Finlay Lockett (born Finlay Hurford-Lockett, 10 April 2003) is an English professional footballer who plays for Bolton Wanderers.

Career
At the age of 8, Lockett was signed as a youth player by Burnley after being scouted at Brazilian Soccer Schools, Tameside. On 10 August 2019, Lockett made his Bolton Wanderers debut as a second-half substitute in a 0–0 draw at home to Coventry City, in which Bolton fielded their youngest ever team, due to financial difficulties.

As of 2019, Lockett is the second youngest ever player to play a first team game for Bolton aged 16 years and 122 days, with only former England international Ray Parry having been younger at the age of his debut.
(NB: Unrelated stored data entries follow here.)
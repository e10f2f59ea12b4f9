mod app;

use app::{app_router, AppState, RateLimiter};
use dotenvy::dotenv;
use std::env;
use std::net::SocketAddr;
use std::path::PathBuf;
use std::sync::Arc;
use std::time::Duration;
use tracing::info;
use tracing_subscriber::{layer::SubscriberExt, util::SubscriberInitExt};
use userdesk_core::{
    Authenticator, BcryptHasher, CredentialStore, FileStore, JwtIssuer, MemoryAttemptTracker,
    MemoryStore, PasswordHasher, TokenIssuer, UserManager, WriteOutcome,
};

/// 启动时写入的初始账号
#[derive(Debug, Clone)]
struct AdminSeed {
    name: String,
    email: String,
    password: String,
}

#[derive(Debug, Clone)]
struct ApiConfig {
    bind: SocketAddr,
    /// 为空时使用内存存储
    data_dir: Option<PathBuf>,
    /// JWT 签名密钥
    jwt_secret: String,
    /// JWT iss
    jwt_issuer: String,
    /// JWT aud
    jwt_audience: String,
    token_ttl_secs: i64,
    bcrypt_cost: Option<u32>,
    login_max_attempts: u32,
    login_window_secs: i64,
    login_ip_limit: usize,
    /// 只有部署在反向代理之后才应开启，否则客户端可伪造 IP 绕过限流
    trust_proxy_headers: bool,
    /// CORS 允许的来源列表（空则允许所有）
    cors_origins: Vec<String>,
    admin: Option<AdminSeed>,
}

fn env_parse<T: std::str::FromStr>(key: &str) -> Option<T> {
    env::var(key).ok().and_then(|s| s.trim().parse().ok())
}

fn env_non_empty(key: &str) -> Option<String> {
    env::var(key)
        .ok()
        .map(|s| s.trim().to_string())
        .filter(|s| !s.is_empty())
}

impl ApiConfig {
    fn from_env() -> Self {
        let bind = env_parse("UD_BIND")
            .unwrap_or_else(|| SocketAddr::from(([0, 0, 0, 0], 8080)));

        let data_dir = env_non_empty("UD_DATA_DIR").map(PathBuf::from);

        let jwt_secret = env_non_empty("UD_JWT_SECRET").unwrap_or_else(|| {
            info!("UD_JWT_SECRET not set; generating a random secret for this run");
            uuid::Uuid::new_v4().to_string()
        });
        let jwt_issuer = env::var("UD_JWT_ISSUER").unwrap_or_else(|_| "userdesk-api".into());
        let jwt_audience =
            env::var("UD_JWT_AUDIENCE").unwrap_or_else(|_| "userdesk-clients".into());

        // CORS 允许的来源，逗号分隔；空或 "*" 表示允许所有
        let cors_origins = env::var("UD_CORS_ORIGINS")
            .ok()
            .map(|s| {
                let trimmed = s.trim();
                if trimmed.is_empty() || trimmed == "*" {
                    vec![]
                } else {
                    trimmed
                        .split(',')
                        .filter(|t| !t.trim().is_empty())
                        .map(|t| t.trim().to_string())
                        .collect()
                }
            })
            .unwrap_or_default();

        let admin = match (
            env_non_empty("UD_ADMIN_EMAIL"),
            env_non_empty("UD_ADMIN_PASSWORD"),
        ) {
            (Some(email), Some(password)) => Some(AdminSeed {
                name: env_non_empty("UD_ADMIN_NAME").unwrap_or_else(|| "Admin".into()),
                email,
                password,
            }),
            _ => None,
        };

        Self {
            bind,
            data_dir,
            jwt_secret,
            jwt_issuer,
            jwt_audience,
            token_ttl_secs: env_parse("UD_TOKEN_TTL_SECS").unwrap_or(24 * 3600),
            bcrypt_cost: env_parse("UD_BCRYPT_COST"),
            login_max_attempts: env_parse("UD_LOGIN_MAX_ATTEMPTS").unwrap_or(5),
            login_window_secs: env_parse("UD_LOGIN_WINDOW_SECS").unwrap_or(30 * 60),
            login_ip_limit: env_parse("UD_LOGIN_IP_LIMIT").unwrap_or(30),
            trust_proxy_headers: env_non_empty("UD_TRUST_PROXY_HEADERS")
                .map(|v| matches!(v.to_ascii_lowercase().as_str(), "1" | "true" | "yes"))
                .unwrap_or(false),
            cors_origins,
            admin,
        }
    }
}

#[tokio::main]
async fn main() -> anyhow::Result<()> {
    // 优先读取 .env（若存在）
    let _ = dotenv();
    init_tracing();

    let config = ApiConfig::from_env();
    info!("starting API on {}", config.bind);

    let store: Arc<dyn CredentialStore> = match &config.data_dir {
        Some(dir) => {
            let store = FileStore::new(dir);
            store.ensure_dirs()?;
            info!(data_dir = %dir.display(), "using file store");
            Arc::new(store)
        }
        None => {
            tracing::warn!("UD_DATA_DIR not set; users are kept in memory only");
            Arc::new(MemoryStore::new())
        }
    };

    let hasher: Arc<dyn PasswordHasher> = Arc::new(match config.bcrypt_cost {
        Some(cost) => BcryptHasher::with_cost(cost),
        None => BcryptHasher::default(),
    });

    let tokens: Arc<dyn TokenIssuer> = Arc::new(
        JwtIssuer::new(config.jwt_secret.clone())
            .with_claims_context(config.jwt_issuer.clone(), config.jwt_audience.clone())
            .with_ttl(config.token_ttl_secs),
    );

    let attempts = Arc::new(MemoryAttemptTracker::new(chrono::Duration::seconds(
        config.login_window_secs,
    )));

    let users = Arc::new(UserManager::new(store.clone(), hasher.clone()));
    let auth = Arc::new(
        Authenticator::new(store, hasher, tokens.clone(), attempts)
            .with_max_attempts(config.login_max_attempts),
    );

    if let Some(admin) = &config.admin {
        seed_admin(&users, admin).await?;
    }

    let login_limiter = Arc::new(RateLimiter::new(
        config.login_ip_limit,
        Duration::from_secs(60),
    ));

    let state = AppState {
        users,
        auth,
        tokens,
        login_limiter,
        trust_proxy_headers: config.trust_proxy_headers,
    };

    let app = app_router(state, config.cors_origins.clone());
    let listener = tokio::net::TcpListener::bind(config.bind).await?;
    axum::serve(listener, app.into_make_service_with_connect_info::<SocketAddr>())
        .with_graceful_shutdown(shutdown_signal())
        .await?;

    Ok(())
}

/// 初始账号不存在时创建
async fn seed_admin(users: &UserManager, admin: &AdminSeed) -> anyhow::Result<()> {
    if users.email_is_registered(&admin.email).await? {
        info!(email = %admin.email, "admin account already present");
        return Ok(());
    }

    match users
        .create_user(&admin.name, &admin.email, &admin.password)
        .await?
    {
        WriteOutcome::Written(user) => {
            info!(user_id = %user.id, email = %user.email, "seeded admin account")
        }
        WriteOutcome::NotFound | WriteOutcome::Failed => {
            anyhow::bail!("failed to seed admin account {}", admin.email)
        }
    }
    Ok(())
}

async fn shutdown_signal() {
    if let Err(e) = tokio::signal::ctrl_c().await {
        tracing::error!(error = %e, "failed to listen for ctrl-c");
        std::future::pending::<()>().await;
    }
    info!("shutdown signal received");
}

fn init_tracing() {
    let fmt_layer = tracing_subscriber::fmt::layer().with_target(false);
    let filter =
        tracing_subscriber::EnvFilter::try_from_default_env().unwrap_or_else(|_| "info".into());
    tracing_subscriber::registry()
        .with(filter)
        .with(fmt_layer)
        .init();
}
//! 认证相关 API handlers

use axum::extract::State;
use axum::Json;
use userdesk_core::{LoginRequest, LoginSuccess};

use super::super::error::ApiError;
use super::super::extract::ApiJson;
use super::super::middleware::ClientIp;
use super::super::state::AppState;

/// POST /api/authentication/login - 用户登录
pub async fn login(
    State(state): State<AppState>,
    ClientIp(ip): ClientIp,
    ApiJson(req): ApiJson<LoginRequest>,
) -> Result<Json<LoginSuccess>, ApiError> {
    if !state.login_limiter.allow(&ip).await {
        tracing::warn!(ip = %ip, "login rate limit hit");
        return Err(ApiError::too_many_requests(
            "Terlalu banyak permintaan, silahkan coba lagi nanti.",
        ));
    }

    let success = state.auth.login(&req.email, &req.password).await?;
    Ok(Json(success))
}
He returned to the U-18 for the 20–21 season. He scored 19 goals and got 18 assists for the U-18 in the 2020–21 season, however on the final day of the season he injured his ACL which could see him miss the entire 2021–22 season. On 16 June he announced he had signed his first professional contract signing until June 2022. He returned from injury for the reserves on 29 March 2022 and on 2 May Bolton announced they had activated an option clause in his contract to extend it to an unspecified date. On 14 June, he signed a new contract.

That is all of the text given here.